Monday, January 02, 2006

Working Best When Working Together

(Excerpt from my message to Karen Evans, head of E-Government at OMB, on 9/16/05)

When Katrina struck, many of our individual agencies went into panic mode - what can we put on the web? Let's throw up everything we can think of to support this relief effort. Never mind that it doesn't make any sense for 6 agencies to post information about mold, when people are still trying to find their loved ones.

But then, an amazing thing happened - something that couldn't have happened 2 years ago. The web managers from Homeland Security and EPA and Firstgov and CDC and HHS and FEMA and HUD and several other agencies got on the phone and said "let's stop this madness and get organized. Let's consolidate all our info, put it into categories ("lanes") that make sense to citizens, and all agree to use the same terms and do it the same way on all our websites." Everyone checked their egos at the door and proceeded to make this as unified and simple for citizens as possible.
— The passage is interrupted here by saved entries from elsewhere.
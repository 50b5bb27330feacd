use crate::shared::components::page_header::PageHeader;
use crate::shared::components::ui::StatusBadge;
use crate::shared::icons::icon;
use contracts::domain::a002_order::mock::mock_orders;
use contracts::domain::a002_order::Order;
use contracts::shared::format::format_price;
use leptos::prelude::*;
use leptos_router::components::A;
use thaw::{Button, ButtonAppearance, Card, Flex, FlexAlign, FlexGap, Input};

#[component]
#[allow(non_snake_case)]
pub fn OrdersPage() -> impl IntoView {
    // Bound to the input only; the list is not filtered
    let search = RwSignal::new(String::new());

    let orders = mock_orders();
    let is_empty = orders.is_empty();

    view! {
        <div class="page page--orders">
            <PageHeader
                title="My Orders"
                subtitle="Track all your AI-sourced products and deliveries".to_string()
            >
                <Flex class="search-bar" align=FlexAlign::Center gap=FlexGap::Medium>
                    <Input value=search placeholder="Search orders..." />
                    <Button appearance=ButtonAppearance::Secondary>
                        {icon("search")}
                        "Search"
                    </Button>
                </Flex>
            </PageHeader>

            <div class="card-grid">
                {orders
                    .into_iter()
                    .map(|order| view! { <OrderCard order=order /> })
                    .collect_view()}
            </div>

            {is_empty.then(|| view! {
                <Card attr:class="empty-state">
                    <div class="empty-state__icon">{icon("package")}</div>
                    <h3>"No Orders Yet"</h3>
                    <p class="text-muted">"Start by sourcing your first product with our AI assistant"</p>
                    <A href="/">
                        <span class="btn-primary">"Start Sourcing"</span>
                    </A>
                </Card>
            })}
        </div>
    }
}

#[component]
fn OrderCard(order: Order) -> impl IntoView {
    let status = order.status;
    let can_review = order.can_review();
    let delivery = order.estimated_delivery.format("%Y-%m-%d").to_string();

    view! {
        <Card attr:class="order-card">
            <div class="order-card__header">
                <div>
                    <div class="order-card__title-row">
                        <h3>{order.product}</h3>
                        <StatusBadge tone=status.tone() label=status.display_name() icon_name=status.icon() />
                    </div>
                    <div class="order-card__meta text-muted">
                        <span>{format!("Order: {}", order.id)}</span>
                        <span>"•"</span>
                        <span>{format!("Tracking: {}", order.tracking)}</span>
                    </div>
                </div>
                <div class="order-card__total">
                    <div class="order-card__price">{format_price(order.price)}</div>
                    <div class="text-muted">"Total"</div>
                </div>
            </div>

            <div class="order-card__facts">
                <div class="fact">{icon("package")}<span>{order.supplier}</span></div>
                <div class="fact">{icon("clock")}<span>{format!("Est. Delivery: {}", delivery)}</span></div>
                <div class="fact">{icon("map-pin")}<span>"Tracking Available"</span></div>
            </div>

            <div class="order-card__actions">
                <A href="/tracking">
                    <span class="btn-outline">{icon("truck")}"Track Package"</span>
                </A>
                <Button appearance=ButtonAppearance::Secondary>
                    {icon("external-link")}
                    "View Details"
                </Button>
                {can_review.then(|| view! {
                    <Button appearance=ButtonAppearance::Primary>"Rate & Review"</Button>
                })}
            </div>
        </Card>
    }
}
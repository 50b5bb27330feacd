pub mod ui;

pub use ui::AnalyticsPage;
use chrono::NaiveDate;
use serde::{Deserialize, Serialize};

use crate::enums::OrderStatus;

/// Customer order as listed on the orders page
#[derive(Debug, Clone, PartialEq, Serialize, Deserialize)]
pub struct Order {
    pub id: String,
    pub product: String,
    pub status: OrderStatus,
    pub tracking: String,
    #[serde(rename = "estimatedDelivery")]
    pub estimated_delivery: NaiveDate,
    pub supplier: String,
    pub price: f64,
}

impl Order {
    /// Delivered orders can be rated
    pub fn can_review(&self) -> bool {
        self.status == OrderStatus::Delivered
    }
}

/// Short order row on the admin overview
#[derive(Debug, Clone, PartialEq, Serialize, Deserialize)]
pub struct RecentOrder {
    pub id: String,
    pub product: String,
    pub customer: String,
    /// Whole dollars
    pub value: u32,
    pub status: OrderStatus,
}
pub mod badge;
pub mod progress;

pub use badge::StatusBadge;
pub use progress::ProgressBar;
pub mod auth;
pub mod navigation;
pub mod routes;
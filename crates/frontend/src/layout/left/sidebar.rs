//! Sidebar with the platform and admin navigation groups

use crate::layout::global_context::AppGlobalContext;
use crate::shared::icons::icon;
use contracts::system::navigation::{is_active, menu_groups, NavItem};
use leptos::prelude::*;
use leptos_router::hooks::use_location;

fn nav_class(active: bool) -> &'static str {
    if active {
        "sidebar__item sidebar__item--active"
    } else {
        "sidebar__item"
    }
}

#[component]
fn SidebarLink(item: NavItem) -> impl IntoView {
    let ctx = use_context::<AppGlobalContext>().expect("AppGlobalContext not found");
    let pathname = use_location().pathname;

    let title = item.title;
    let url = item.url;
    let icon_name = item.icon;
    let active = move || is_active(&pathname.get(), &item);

    view! {
        <li>
            <a href=url class=move || nav_class(active()) title=title>
                {icon(icon_name)}
                <Show when=move || ctx.left_open.get()>
                    <span>{title}</span>
                </Show>
            </a>
        </li>
    }
}

#[component]
pub fn Sidebar() -> impl IntoView {
    let ctx = use_context::<AppGlobalContext>().expect("AppGlobalContext not found");
    let expanded = move || ctx.left_open.get();

    view! {
        <nav class="sidebar">
            <div class="sidebar__brand">
                <div class="sidebar__logo">{icon("search")}</div>
                <Show when=expanded>
                    <span class="sidebar__brand-name">"SourceAI"</span>
                </Show>
            </div>

            {menu_groups()
                .into_iter()
                .map(|group| {
                    let label = group.label;
                    view! {
                        <div class="sidebar__group" data-group=group.id>
                            <div class="sidebar__group-label">
                                {group.admin.then(|| icon("shield"))}
                                <Show when=expanded>
                                    <span>{label}</span>
                                </Show>
                            </div>
                            <ul class="sidebar__menu">
                                {group
                                    .items
                                    .into_iter()
                                    .map(|item| view! { <SidebarLink item=item /> })
                                    .collect_view()}
                            </ul>
                        </div>
                    }
                })
                .collect_view()}
        </nav>
    }
}

#[cfg(test)]
mod tests {
    use super::*;

    #[test]
    fn test_nav_class() {
        assert_eq!(nav_class(true), "sidebar__item sidebar__item--active");
        assert_eq!(nav_class(false), "sidebar__item");
    }
}
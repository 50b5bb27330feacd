pub mod components;
pub mod icons;
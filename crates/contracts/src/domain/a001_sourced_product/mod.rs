pub mod aggregate;
pub mod synthesizer;

pub use aggregate::{SourcedProduct, SourcedProductId, SourcingFeed, SourcingPrompt};
pub use synthesizer::{MockOfferSynthesizer, OfferSynthesizer, SourcingError, SOURCING_DELAY_MS};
Why could this happen now and not before? Because of the Web Managers Advisory Council (formerly the ICGI Web Content Management Working Group) and the Web Content Managers Forum. Now, we have an infrastructure - specific web content contact points at each agency who know each other and a listserv that connects us across agencies, across levels of government (yes - we have state and local governments involved, too), and across the country. It has been an amazing success story.

In the past year and a half, the government web content managers community has banded together and is growing. We have embraced the fact that we all serve best if we serve together. Who are these people? We are the folks who put the words on the page and organize the content and do the marketing and work on portals and stir the pot in our agencies to get managers to use the web to serve citizens. Most of us are under the Public Affairs umbrella. Some of us are in policy shops or - as in HUD's case - in the departmental management office. We work hand in hand with the CIOs, but we are the "other side" of website management.
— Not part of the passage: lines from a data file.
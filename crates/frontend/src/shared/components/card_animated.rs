//! CardAnimated — thaw `Card` with the `card-appear` entrance animation.
//!
//! ```ignore
//! <CardAnimated delay_ms=0>...</CardAnimated>
//! <CardAnimated delay_ms=80 class="order-card">...</CardAnimated>
//! ```

use leptos::prelude::*;
use thaw::Card;

pub fn animation_style(delay_ms: u32) -> String {
    format!("animation: card-appear 0.28s ease-out {}ms both;", delay_ms)
}

#[component]
pub fn CardAnimated(
    /// Animation delay, use multiples of 80 for a stagger effect
    #[prop(optional)]
    delay_ms: u32,
    #[prop(optional, into)] class: String,
    children: Children,
) -> impl IntoView {
    view! {
        <Card attr:class=class attr:style=animation_style(delay_ms)>
            {children()}
        </Card>
    }
}
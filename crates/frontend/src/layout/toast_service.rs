use gloo_timers::future::TimeoutFuture;
use leptos::prelude::*;
use leptos::task::spawn_local;

use crate::shared::icons::icon;

#[derive(Clone, Copy, Debug, PartialEq, Eq)]
pub enum ToastKind {
    Success,
    Info,
    Error,
}

impl ToastKind {
    fn class(&self) -> &'static str {
        match self {
            ToastKind::Success => "toast toast--success",
            ToastKind::Info => "toast toast--info",
            ToastKind::Error => "toast toast--error",
        }
    }

    fn icon(&self) -> &'static str {
        match self {
            ToastKind::Success => "check-circle",
            ToastKind::Info => "sparkles",
            ToastKind::Error => "alert-circle",
        }
    }
}

#[derive(Clone, Debug, PartialEq)]
pub struct Toast {
    pub id: u64,
    pub kind: ToastKind,
    pub message: String,
}

/// Transient notifications shown in the corner of the screen.
///
/// ```ignore
/// let toasts = use_context::<ToastService>().expect("ToastService not provided in context");
/// toasts.success("Saved");
/// ```
#[derive(Clone, Copy)]
pub struct ToastService {
    toasts: RwSignal<Vec<Toast>>,
    next_id: StoredValue<u64>,
    timeout_ms: u32,
}

impl ToastService {
    pub fn new(timeout_ms: u32) -> Self {
        Self {
            toasts: RwSignal::new(Vec::new()),
            next_id: StoredValue::new(0),
            timeout_ms,
        }
    }

    pub fn push(&self, kind: ToastKind, message: impl Into<String>) {
        let id = self.next_id.get_value();
        self.next_id.set_value(id + 1);

        self.toasts.update(|list| {
            list.push(Toast {
                id,
                kind,
                message: message.into(),
            })
        });

        let this = *self;
        spawn_local(async move {
            TimeoutFuture::new(this.timeout_ms).await;
            this.dismiss(id);
        });
    }

    pub fn success(&self, message: impl Into<String>) {
        self.push(ToastKind::Success, message);
    }

    pub fn info(&self, message: impl Into<String>) {
        self.push(ToastKind::Info, message);
    }

    pub fn error(&self, message: impl Into<String>) {
        self.push(ToastKind::Error, message);
    }

    pub fn dismiss(&self, id: u64) {
        // The host may already be gone when a timer fires
        let _ = self.toasts.try_update(|list| list.retain(|t| t.id != id));
    }
}

pub fn use_toasts() -> ToastService {
    use_context::<ToastService>().expect("ToastService not provided in context")
}

#[component]
pub fn ToastHost() -> impl IntoView {
    let service = use_toasts();

    view! {
        <div class="toast-stack">
            <For
                each=move || service.toasts.get()
                key=|toast| toast.id
                children=move |toast: Toast| {
                    let id = toast.id;
                    view! {
                        <div class=toast.kind.class() role="status">
                            {icon(toast.kind.icon())}
                            <span class="toast__message">{toast.message}</span>
                            <button class="toast__close" on:click=move |_| service.dismiss(id)>
                                "×"
                            </button>
                        </div>
                    }
                }
            />
        </div>
    }
}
This group is doing exactly what was envisioned in OMB A-130 - crossing boundaries, sharing information, trying to reduce or mitigate duplication. We are trying to find better ways to combine information across agencies, to make it easier for citizens to get what they need. We worry about these facts: FirstGov spiders more than 24,000 federal public websites and Google says they spider more than 180 million government web pages, including federal, state, and local. How can citizens find what they want and need in that jungle? It's like dumping them off at a shopping mall with 24,000+ stores and saying "good luck!" when what they need is a Costco - maybe not every brand imaginable, but at least a couple of the best options for each kind of product, all in one place.

We have made amazing progress in a very short time. The impetus was the ICGI effort. But from there, the Advisory Council (40 members strong, from every Cabinet level agency plus independents, from HQ and Field) and the Web Content Managers Forum (a 5-year old 1,000 member listserv group that meets monthly - via conference calls - around web content issues) have soared.

So why am I telling you this? Because I think we need to be connected. The CIOs have a Council that connects them to you. Our connection is much more loose. We have gravitated toward making FirstGov our center, partly because Bev Godwin has been an advocate, a sponsor, and a leader and partly because - as the front door to the Federal government, it is the right thing to do to make FirstGov the center. But it would be great if we had a stronger link to you. We are all trying to achieve the same goal: to serve citizens online.

It would be great if we could have some sort of ongoing relationship with you so we can tell you what we see and know and so you can tell us how we can help you. There are a couple of ways we could do that. You could "appear" on our Forum calls - we normally have 100+ web managers across the country on these monthly calls - a couple of times a year to let us know what's going on with you. Or we could do a briefing for you every quarter or so, either in person or via email. And of course, you always can keep up with what we're doing on our website: www.webcontent.gov.

Whatever you decide, I wanted you to know that this group is moving on, doing our best to do right things for the American people through our community and our websites. We share your goals, and we'd love to find other ways to work with you toward our mutual aims.